Читаю Уитмэна — новый писатель. До сих пор я не заботился о том, нравится ли он мне или нет, а только о том, понравится ли он публике, если я о нем напишу. Я и сам старался нравиться не себе, а публике. А теперь мне хочется понравиться только себе,— и поэтому я впервые стал мерить Уитмэна собою — и диво! Уитмэн для меня оказался нужный, жизненно-спасительный писатель. Я уезжаю в лодке — и читаю упиваясь.

Did we think victory great?

So it is — but now it seems to

me, when it cannot

be help'd, that

defeat is great,

And that death and dismay are great3.

Это мне раньше казалось только словами и wanton[ 15 ] формулой, а теперь это для меня — полно человечного смысла.

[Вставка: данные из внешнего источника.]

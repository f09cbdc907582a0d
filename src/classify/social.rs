//! Social network classification of URLs.
//!
//! Classification runs against a declarative table of `(network, host suffixes)`
//! over a single normalized host (scheme added when missing, lowercased, leading
//! `www.` stripped). A URL matching none of the networks is a `website`.

use serde::Serialize;
use strum_macros::{AsRefStr, EnumIter};

use super::url_syntax::parse_loose;

/// Kind of account a URL points at.
#[derive(Debug, Clone, Copy, PartialEq, Eq, Hash, Serialize, AsRefStr, EnumIter)]
#[serde(rename_all = "lowercase")]
#[strum(serialize_all = "lowercase")]
pub enum AccountType {
    Twitter,
    Facebook,
    LinkedIn,
    Instagram,
    Pinterest,
    Tumblr,
    YouTube,
    Alibaba,
    GitHub,
    /// Catch-all for URLs matching no known network
    Website,
}

/// A classified URL.
#[derive(Debug, Clone, PartialEq, Eq, Serialize)]
pub struct AccountLink {
    pub url: String,
    #[serde(rename = "type")]
    pub account_type: AccountType,
}

// Fixed order; domains don't overlap, so order only affects how results are grouped.
const NETWORK_HOSTS: &[(AccountType, &[&str])] = &[
    (AccountType::Twitter, &["twitter.com"]),
    (AccountType::Facebook, &["facebook.com"]),
    (AccountType::LinkedIn, &["linkedin.com"]),
    (AccountType::Instagram, &["instagram.com"]),
    (AccountType::Pinterest, &["pinterest.com"]),
    (AccountType::Tumblr, &["tumblr.com"]),
    (AccountType::YouTube, &["youtube.com"]),
    (AccountType::Alibaba, &["alibaba.com"]),
    (AccountType::GitHub, &["github.com"]),
];

/// Extracts the lowercased host of a URL without a leading `www.`.
fn normalized_host(url: &str) -> Option<String> {
    let parsed = parse_loose(url.trim())?;
    let host = parsed.host_str()?.trim_end_matches('.').to_ascii_lowercase();
    Some(match host.strip_prefix("www.") {
        Some(stripped) => stripped.to_string(),
        None => host,
    })
}

fn host_matches(host: &str, suffix: &str) -> bool {
    host == suffix
        || host
            .strip_suffix(suffix)
            .is_some_and(|prefix| prefix.ends_with('.'))
}

/// Classifies a URL as one of the nine known networks, or `Website`.
///
/// # Examples
///
/// ```
/// use profile_extract::classify::{classify_url, AccountType};
///
/// assert_eq!(classify_url("https://github.com/zach"), AccountType::GitHub);
/// assert_eq!(classify_url("www.twitter.com/zach"), AccountType::Twitter);
/// assert_eq!(classify_url("zach.dev"), AccountType::Website);
/// ```
pub fn classify_url(url: &str) -> AccountType {
    let Some(host) = normalized_host(url) else {
        return AccountType::Website;
    };
    NETWORK_HOSTS
        .iter()
        .find(|(_, suffixes)| suffixes.iter().any(|suffix| host_matches(&host, suffix)))
        .map(|(network, _)| *network)
        .unwrap_or(AccountType::Website)
}

/// Splits URLs into network accounts and plain websites.
///
/// Returns `(accounts, websites)`. Accounts are grouped in the fixed network
/// order (text order within a network); websites keep text order. Every URL
/// lands in exactly one of the two lists.
pub fn partition_urls(urls: &[String]) -> (Vec<AccountLink>, Vec<AccountLink>) {
    let classified: Vec<(&String, AccountType)> =
        urls.iter().map(|url| (url, classify_url(url))).collect();

    let accounts = NETWORK_HOSTS
        .iter()
        .flat_map(|(network, _)| {
            classified
                .iter()
                .filter(move |(_, kind)| kind == network)
                .map(|(url, kind)| AccountLink {
                    url: (*url).clone(),
                    account_type: *kind,
                })
        })
        .collect();

    let websites = classified
        .iter()
        .filter(|(_, kind)| *kind == AccountType::Website)
        .map(|(url, _)| AccountLink {
            url: (*url).clone(),
            account_type: AccountType::Website,
        })
        .collect();

    (accounts, websites)
}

Июнь. Ходил с детьми к Гржебину в Канерву. Гржебин, заведующий конторой «Новой Жизни» — из партии социал-прохвостов. Должен мне 200 р., у Чехонина похитил рисунки (о чем говорил мне сам Чехонин); у Кардовского похитил рисунок (о чем говорил мне Ре-Ми); у Кустодиева похитил рисунок (о чем говорил мне Кустодиев); подписался на квитанции фамилией Сомова (о чем, со слов Сомова, говорил мне Гюг Вальполь); подделал подпись Леонида Андреева (о чем говорил мне Леонид Андреев). Словом, человек вполне ясный, и все же он мне ужасно симпатичен. Он такой неуклюжий, патриархальный, покладистый. У него чудные три дочери — Капа, Ляля, Буба — милая семья. Говоря с ним, я ни минуты не ощущаю в нем мазурика. Он кажется мне солидным и надежным.